Charvel Unveils New Flagship USA Select Series | Charvel Guitars

So I don't have GAS like I thought I might. I like the more modern touches with on my San Dimas Style 1 HH FR with the recessed Floyd, Tone Knob, etc., but they do look nice!


----------



## HeHasTheJazzHands (Jun 23, 2016)

> non-recessed Floyd Rose® bridges



Yes, I like this.


----------



## musicaldeath (Jun 23, 2016)

Floyd equipped tele gas has been very high. This is... bad for my wallet.


----------



## feraledge (Jun 23, 2016)

This is definitely awesome, but I wouldn't be surprised to see pricing in the low to mid $2000 range. Maybe not, but that DeMartini snakeskin MiM model was what $1200? $1500? I'm guessing these will be in line with the Custom Select pricing/options. Which is good, because then it would mean that the blade/knob option could possibly be changed out. My only complaint about this line up. But even the pic is very reminiscent of the old USA Pro Mod ads.


----------



## musicaldeath (Jun 23, 2016)

I just wish they had the Jackson-esque pointy head stock on the tele. I saw a picture of the old custom shop arch-top tele that Izzy Stradlin had in the late 80's with that kind of head stock and it was perfect.


----------



## feraledge (Jun 23, 2016)

They'll make some amazing stuff in their custom shop...


----------



## HeHasTheJazzHands (Jun 23, 2016)

musicaldeath said:


> I just wish they had the Jackson-esque pointy head stock on the tele. I saw a picture of the old custom shop arch-top tele that Izzy Stradlin had in the late 80's with that kind of head stock and it was perfect.



That was an ESP Eclipse.


----------



## feraledge (Jun 23, 2016)

"The Eclipse". This one belonged to Slash:


----------



## WhiskeyPickleJake (Jun 23, 2016)

If the USA quality beat out the Mexican quality, these would be formidable!


----------



## shadowlife (Jun 23, 2016)

If that So Cal is going to be available with a maple board, i might not be able to resist...


----------



## oremus91 (Jun 23, 2016)

As someone who hates satin finishes on the body of a guitar, I'm really disappointed that there seems to be hardly any gloss bodies available.


----------



## curlyvice (Jun 23, 2016)

I sense a red So-Cal and a white Style 2 in my near future.....so stoked!


----------



## feraledge (Jun 23, 2016)

oremus91 said:


> As someone who hates satin finishes on the body of a guitar, I'm really disappointed that there seems to be hardly any gloss bodies available.
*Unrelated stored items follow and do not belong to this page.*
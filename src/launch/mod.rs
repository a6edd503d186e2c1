// SPDX-License-Identifier: AGPL-3.0-or-later
//
// Copyright (C) 2026 Relational Network

//! Launch funding lifecycle: engine, background dispatch and retry sweep.

pub mod dispatch;
pub mod engine;
pub mod error;
pub mod sweeper;

pub use dispatch::{DispatchWorker, LaunchDispatcher, LaunchJob, DEFAULT_QUEUE_CAPACITY};
pub use engine::{CreatedLaunch, LaunchEngine, LaunchSettings};
pub use error::LaunchError;
pub use sweeper::LaunchSweeper;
If you play it enough it'll be glossy.


----------



## Womb raider (Jun 23, 2016)

Maple on satin black 2 humbucker floyd rose tele.. Wow, nailed my want list right there. Gladly will be buying one stat


----------



## electriceye (Jun 23, 2016)

cardinal said:


> Need a production 7 string please. But don't see it happening.



That just doesn't make sense to me. WHY, Charvel, having its roots in hard rock and metal, would they completely ignore that market?


----------



## electriceye (Jun 23, 2016)

Curious if the maple boards are available across the board on these.


----------



## feraledge (Jun 23, 2016)

electriceye said:


> That just doesn't make sense to me. WHY, Charvel, having its roots in hard rock and metal, would they completely ignore that market?



They don't ignore it, they just make you pay for it. Jackson has been doing the same, they still haven't done a production of SL2H-7s and they're the shreddier of the two brands. 
Charvel knows that all guitarists are just getting older and Charvels only get more attractive with age, especially if you're a child of the 80s. I would take a recessed neck plate, but we all know it's not happening and I'll still end up buying more down the line.


----------



## cardinal (Jun 24, 2016)

^ there's hope! Jackson is doing a Pro Series SL7 that actually looks real nice. But I don't see Charvel doing it. I'm honestly shocked they make them in the custom shop. Listening to hardcore Charvel nuts, HSS is blasphemy. 7-strings is an abomination.


----------



## xzacx (Jun 24, 2016)

I saw over on JCF that these are going to have MAP's of $1999 and $1899 for the hard tails. I'd guess retailers would discount a bit from there. Could have been worse I guess, but still almost double that price of the USA Pro Mods from a while back.


----------



## feraledge (Jun 24, 2016)

Kind of what I was afraid of. If they're on par with the former USA Pro Mods, then they're great guitars, but won't be worth a $1000 premium over the MiM Pro Mods. If they're on par with USA Jacksons (not sure it would make sense at that price point), then it'd be a steal.


----------



## NeglectedField (Jun 24, 2016)

HSS hardtail? Yes please! Shame they won't do a Mexican version.


----------



## GaryDAG (Jun 27, 2016)

Played the purple one at NAMM, it's a stunningly good guitar and spec wise near perfect for me.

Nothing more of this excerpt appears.